• _Data listing_:
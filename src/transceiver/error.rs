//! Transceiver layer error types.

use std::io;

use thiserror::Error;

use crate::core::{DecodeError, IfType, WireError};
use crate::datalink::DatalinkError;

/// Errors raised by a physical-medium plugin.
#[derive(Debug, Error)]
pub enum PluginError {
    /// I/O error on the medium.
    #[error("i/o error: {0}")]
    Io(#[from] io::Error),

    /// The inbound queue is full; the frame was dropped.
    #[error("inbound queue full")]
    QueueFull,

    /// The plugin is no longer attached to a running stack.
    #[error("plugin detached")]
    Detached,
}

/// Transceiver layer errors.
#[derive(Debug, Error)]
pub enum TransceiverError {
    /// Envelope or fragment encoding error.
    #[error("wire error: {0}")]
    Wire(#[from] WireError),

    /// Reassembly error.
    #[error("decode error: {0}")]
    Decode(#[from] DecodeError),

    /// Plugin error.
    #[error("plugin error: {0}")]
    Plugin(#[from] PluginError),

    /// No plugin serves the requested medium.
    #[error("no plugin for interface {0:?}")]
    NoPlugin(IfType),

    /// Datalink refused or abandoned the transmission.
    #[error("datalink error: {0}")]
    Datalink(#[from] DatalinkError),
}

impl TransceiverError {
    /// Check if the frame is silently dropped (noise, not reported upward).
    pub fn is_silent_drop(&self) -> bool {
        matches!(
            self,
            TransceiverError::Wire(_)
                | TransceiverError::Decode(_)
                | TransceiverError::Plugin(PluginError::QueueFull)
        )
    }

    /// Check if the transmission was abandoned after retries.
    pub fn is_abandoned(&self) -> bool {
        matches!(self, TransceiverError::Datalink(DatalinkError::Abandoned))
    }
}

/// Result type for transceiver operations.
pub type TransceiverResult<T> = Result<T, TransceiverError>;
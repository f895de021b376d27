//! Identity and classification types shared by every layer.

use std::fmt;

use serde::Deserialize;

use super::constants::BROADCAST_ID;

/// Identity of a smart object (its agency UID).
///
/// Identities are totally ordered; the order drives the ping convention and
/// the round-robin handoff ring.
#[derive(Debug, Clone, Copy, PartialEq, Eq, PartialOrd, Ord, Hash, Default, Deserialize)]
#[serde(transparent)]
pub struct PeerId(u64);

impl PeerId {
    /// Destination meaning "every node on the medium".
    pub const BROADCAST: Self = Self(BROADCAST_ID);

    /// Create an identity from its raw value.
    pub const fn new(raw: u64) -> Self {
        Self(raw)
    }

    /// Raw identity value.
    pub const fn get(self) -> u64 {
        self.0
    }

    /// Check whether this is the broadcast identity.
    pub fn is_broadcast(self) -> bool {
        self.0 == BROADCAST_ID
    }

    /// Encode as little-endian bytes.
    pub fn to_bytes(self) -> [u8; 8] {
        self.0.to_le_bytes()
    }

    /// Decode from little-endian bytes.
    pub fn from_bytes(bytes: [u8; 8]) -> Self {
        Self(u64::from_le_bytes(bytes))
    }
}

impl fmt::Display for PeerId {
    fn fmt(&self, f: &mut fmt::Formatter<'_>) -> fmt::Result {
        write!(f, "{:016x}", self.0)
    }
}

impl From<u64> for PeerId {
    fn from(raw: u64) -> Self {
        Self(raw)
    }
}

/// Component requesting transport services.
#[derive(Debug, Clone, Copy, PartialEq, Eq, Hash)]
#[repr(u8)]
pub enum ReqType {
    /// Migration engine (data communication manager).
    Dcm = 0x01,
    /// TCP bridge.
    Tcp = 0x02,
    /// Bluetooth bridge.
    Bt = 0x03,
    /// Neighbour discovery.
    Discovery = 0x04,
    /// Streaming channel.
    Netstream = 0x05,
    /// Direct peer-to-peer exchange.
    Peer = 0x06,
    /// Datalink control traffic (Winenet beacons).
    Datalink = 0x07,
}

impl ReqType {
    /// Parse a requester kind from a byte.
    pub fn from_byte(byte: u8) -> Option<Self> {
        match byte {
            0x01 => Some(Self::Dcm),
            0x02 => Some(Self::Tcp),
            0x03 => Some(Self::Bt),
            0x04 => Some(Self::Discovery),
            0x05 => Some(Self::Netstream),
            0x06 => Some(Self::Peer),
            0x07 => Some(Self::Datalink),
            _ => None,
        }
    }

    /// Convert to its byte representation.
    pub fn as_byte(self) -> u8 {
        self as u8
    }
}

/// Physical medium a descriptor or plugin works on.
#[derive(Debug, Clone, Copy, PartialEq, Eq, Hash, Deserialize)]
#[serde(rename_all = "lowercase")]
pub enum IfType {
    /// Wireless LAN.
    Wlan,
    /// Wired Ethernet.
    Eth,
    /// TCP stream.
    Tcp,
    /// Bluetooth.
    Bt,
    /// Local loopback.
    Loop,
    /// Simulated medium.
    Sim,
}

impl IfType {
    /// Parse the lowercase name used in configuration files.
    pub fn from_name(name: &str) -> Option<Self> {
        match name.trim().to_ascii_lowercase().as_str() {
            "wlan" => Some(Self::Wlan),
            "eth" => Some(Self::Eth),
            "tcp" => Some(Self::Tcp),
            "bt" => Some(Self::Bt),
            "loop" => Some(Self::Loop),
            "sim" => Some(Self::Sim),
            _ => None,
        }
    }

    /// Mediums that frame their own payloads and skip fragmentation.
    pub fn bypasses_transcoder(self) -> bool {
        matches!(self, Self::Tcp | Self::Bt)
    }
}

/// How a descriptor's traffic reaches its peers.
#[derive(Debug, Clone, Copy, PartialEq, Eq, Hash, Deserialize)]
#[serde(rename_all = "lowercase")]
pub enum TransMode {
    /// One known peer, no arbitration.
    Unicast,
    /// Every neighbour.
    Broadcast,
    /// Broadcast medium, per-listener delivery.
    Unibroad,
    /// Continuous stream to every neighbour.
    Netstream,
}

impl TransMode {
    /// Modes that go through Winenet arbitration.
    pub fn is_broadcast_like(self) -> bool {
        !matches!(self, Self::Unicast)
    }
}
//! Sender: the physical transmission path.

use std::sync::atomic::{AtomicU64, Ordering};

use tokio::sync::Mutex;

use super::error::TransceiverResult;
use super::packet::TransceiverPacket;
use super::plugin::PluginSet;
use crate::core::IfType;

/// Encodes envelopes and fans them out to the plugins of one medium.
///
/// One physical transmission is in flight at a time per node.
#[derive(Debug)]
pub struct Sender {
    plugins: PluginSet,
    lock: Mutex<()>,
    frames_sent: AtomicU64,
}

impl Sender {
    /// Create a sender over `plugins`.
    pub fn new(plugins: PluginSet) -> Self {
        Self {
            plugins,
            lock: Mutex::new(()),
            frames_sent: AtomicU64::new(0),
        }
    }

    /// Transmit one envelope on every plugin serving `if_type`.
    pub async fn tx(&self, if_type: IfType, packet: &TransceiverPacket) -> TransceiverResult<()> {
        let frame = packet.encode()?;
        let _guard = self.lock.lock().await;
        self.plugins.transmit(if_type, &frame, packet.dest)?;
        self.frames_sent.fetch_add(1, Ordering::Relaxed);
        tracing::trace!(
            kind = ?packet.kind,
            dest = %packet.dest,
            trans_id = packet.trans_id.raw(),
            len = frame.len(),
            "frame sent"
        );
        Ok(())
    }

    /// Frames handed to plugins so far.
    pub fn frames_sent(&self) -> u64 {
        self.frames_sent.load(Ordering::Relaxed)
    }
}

--

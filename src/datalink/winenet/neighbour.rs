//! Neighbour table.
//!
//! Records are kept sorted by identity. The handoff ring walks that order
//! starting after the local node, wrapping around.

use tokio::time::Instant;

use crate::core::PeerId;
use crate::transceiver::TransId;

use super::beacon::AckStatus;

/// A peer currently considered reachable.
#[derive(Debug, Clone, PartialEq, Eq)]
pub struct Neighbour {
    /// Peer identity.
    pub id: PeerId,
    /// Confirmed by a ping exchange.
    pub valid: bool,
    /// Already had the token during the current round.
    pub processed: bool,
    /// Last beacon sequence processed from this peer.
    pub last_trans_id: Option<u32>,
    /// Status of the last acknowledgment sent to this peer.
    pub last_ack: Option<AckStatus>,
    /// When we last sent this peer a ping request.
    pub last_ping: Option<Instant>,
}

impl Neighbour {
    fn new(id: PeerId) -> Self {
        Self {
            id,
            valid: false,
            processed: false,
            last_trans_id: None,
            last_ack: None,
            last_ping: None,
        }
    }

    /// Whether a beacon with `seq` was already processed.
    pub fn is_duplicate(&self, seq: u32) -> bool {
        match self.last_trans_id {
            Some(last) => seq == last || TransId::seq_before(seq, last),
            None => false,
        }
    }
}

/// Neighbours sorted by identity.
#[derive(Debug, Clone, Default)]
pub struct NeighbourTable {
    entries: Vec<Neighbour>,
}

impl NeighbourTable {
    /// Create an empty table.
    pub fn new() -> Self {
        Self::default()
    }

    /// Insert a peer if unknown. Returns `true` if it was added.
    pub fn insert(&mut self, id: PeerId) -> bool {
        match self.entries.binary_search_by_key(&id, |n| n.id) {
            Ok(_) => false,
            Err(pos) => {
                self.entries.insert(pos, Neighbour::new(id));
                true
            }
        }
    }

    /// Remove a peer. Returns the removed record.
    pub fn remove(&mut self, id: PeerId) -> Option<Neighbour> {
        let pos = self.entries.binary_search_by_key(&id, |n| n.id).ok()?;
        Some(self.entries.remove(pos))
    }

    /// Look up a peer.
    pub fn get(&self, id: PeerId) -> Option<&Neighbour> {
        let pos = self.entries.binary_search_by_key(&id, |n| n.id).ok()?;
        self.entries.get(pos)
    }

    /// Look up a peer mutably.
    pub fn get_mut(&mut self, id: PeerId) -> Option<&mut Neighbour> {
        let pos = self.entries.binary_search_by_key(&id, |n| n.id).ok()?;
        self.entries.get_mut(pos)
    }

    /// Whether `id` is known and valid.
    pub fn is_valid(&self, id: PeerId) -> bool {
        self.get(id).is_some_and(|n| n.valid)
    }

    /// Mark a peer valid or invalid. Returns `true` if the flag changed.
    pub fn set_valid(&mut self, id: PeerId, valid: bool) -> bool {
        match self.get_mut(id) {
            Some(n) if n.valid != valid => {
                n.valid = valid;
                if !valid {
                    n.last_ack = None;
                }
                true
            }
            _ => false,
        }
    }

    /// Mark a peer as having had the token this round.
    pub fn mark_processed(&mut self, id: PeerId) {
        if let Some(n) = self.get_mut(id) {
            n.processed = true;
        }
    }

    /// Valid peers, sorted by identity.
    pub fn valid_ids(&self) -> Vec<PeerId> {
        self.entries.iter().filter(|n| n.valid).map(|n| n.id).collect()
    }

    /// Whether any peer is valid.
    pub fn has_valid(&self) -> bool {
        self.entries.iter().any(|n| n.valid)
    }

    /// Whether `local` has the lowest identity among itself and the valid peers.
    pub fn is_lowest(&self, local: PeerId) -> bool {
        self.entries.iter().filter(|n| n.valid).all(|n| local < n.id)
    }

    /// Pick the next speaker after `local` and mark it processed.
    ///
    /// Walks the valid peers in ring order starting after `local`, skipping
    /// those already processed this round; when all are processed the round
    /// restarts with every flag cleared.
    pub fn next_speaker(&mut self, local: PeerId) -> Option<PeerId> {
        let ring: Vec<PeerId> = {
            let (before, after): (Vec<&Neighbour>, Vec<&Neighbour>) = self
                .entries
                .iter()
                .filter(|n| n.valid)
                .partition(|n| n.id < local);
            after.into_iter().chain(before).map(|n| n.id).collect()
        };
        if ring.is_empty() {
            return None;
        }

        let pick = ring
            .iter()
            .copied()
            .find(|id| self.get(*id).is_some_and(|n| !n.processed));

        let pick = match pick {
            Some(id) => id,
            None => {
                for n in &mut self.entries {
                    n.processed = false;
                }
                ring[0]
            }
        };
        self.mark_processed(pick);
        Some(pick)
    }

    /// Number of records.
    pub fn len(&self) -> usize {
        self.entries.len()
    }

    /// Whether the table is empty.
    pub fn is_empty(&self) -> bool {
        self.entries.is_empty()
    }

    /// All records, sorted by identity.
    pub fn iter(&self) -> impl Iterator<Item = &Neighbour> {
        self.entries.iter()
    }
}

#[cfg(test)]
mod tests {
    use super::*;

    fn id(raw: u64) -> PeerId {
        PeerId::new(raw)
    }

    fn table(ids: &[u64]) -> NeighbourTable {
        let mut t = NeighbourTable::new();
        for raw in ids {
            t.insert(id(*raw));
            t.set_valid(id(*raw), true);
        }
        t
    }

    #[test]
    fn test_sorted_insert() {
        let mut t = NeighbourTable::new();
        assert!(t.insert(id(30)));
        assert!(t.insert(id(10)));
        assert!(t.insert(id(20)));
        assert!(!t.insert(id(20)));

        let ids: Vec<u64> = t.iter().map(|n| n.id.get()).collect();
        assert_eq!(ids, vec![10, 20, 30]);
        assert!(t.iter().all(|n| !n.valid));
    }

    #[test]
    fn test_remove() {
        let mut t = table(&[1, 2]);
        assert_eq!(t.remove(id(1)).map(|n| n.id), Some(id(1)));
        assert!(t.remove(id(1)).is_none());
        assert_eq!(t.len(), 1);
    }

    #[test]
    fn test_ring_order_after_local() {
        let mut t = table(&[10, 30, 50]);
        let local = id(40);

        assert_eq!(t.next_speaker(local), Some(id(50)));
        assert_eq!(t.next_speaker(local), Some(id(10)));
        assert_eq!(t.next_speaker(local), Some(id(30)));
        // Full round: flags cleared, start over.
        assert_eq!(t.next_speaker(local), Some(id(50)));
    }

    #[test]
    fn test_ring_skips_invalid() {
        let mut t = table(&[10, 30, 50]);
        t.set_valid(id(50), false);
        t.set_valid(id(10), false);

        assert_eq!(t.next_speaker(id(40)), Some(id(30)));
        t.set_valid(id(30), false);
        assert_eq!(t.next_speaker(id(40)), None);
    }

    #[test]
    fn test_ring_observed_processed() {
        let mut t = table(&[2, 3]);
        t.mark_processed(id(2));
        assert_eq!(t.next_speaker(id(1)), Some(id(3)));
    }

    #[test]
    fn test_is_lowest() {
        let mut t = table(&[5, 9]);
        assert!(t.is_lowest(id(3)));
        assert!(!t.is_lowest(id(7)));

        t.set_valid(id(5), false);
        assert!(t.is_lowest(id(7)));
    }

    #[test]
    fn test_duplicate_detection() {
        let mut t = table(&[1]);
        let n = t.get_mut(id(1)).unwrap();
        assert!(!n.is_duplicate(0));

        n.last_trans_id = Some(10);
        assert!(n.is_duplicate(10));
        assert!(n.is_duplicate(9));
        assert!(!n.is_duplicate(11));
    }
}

• _Goal of the exercise_:
The required answer is the exact run of lines above starting at the line with "match self.entries.binary_search_by_key(&id, |n|" and ending at the line with "pub fn get_mut(&mut", with both ends present.

• _Solved problem_:
        match self.entries.binary_search_by_key(&id, |n| n.id) {
            Ok(_) => false,
            Err(pos) => {
                self.entries.insert(pos, Neighbour::new(id));
                true
            }
        }
    }

    /// Remove a peer. Returns the removed record.
    pub fn remove(&mut self, id: PeerId) -> Option<Neighbour> {
        let pos = self.entries.binary_search_by_key(&id, |n| n.id).ok()?;
        Some(self.entries.remove(pos))
    }

    /// Look up a peer.
    pub fn get(&self, id: PeerId) -> Option<&Neighbour> {
        let pos = self.entries.binary_search_by_key(&id, |n| n.id).ok()?;
        self.entries.get(pos)
    }

    /// Look up a peer mutably.
    pub fn get_mut(&mut self, id: PeerId) -> Option<&mut Neighbour> {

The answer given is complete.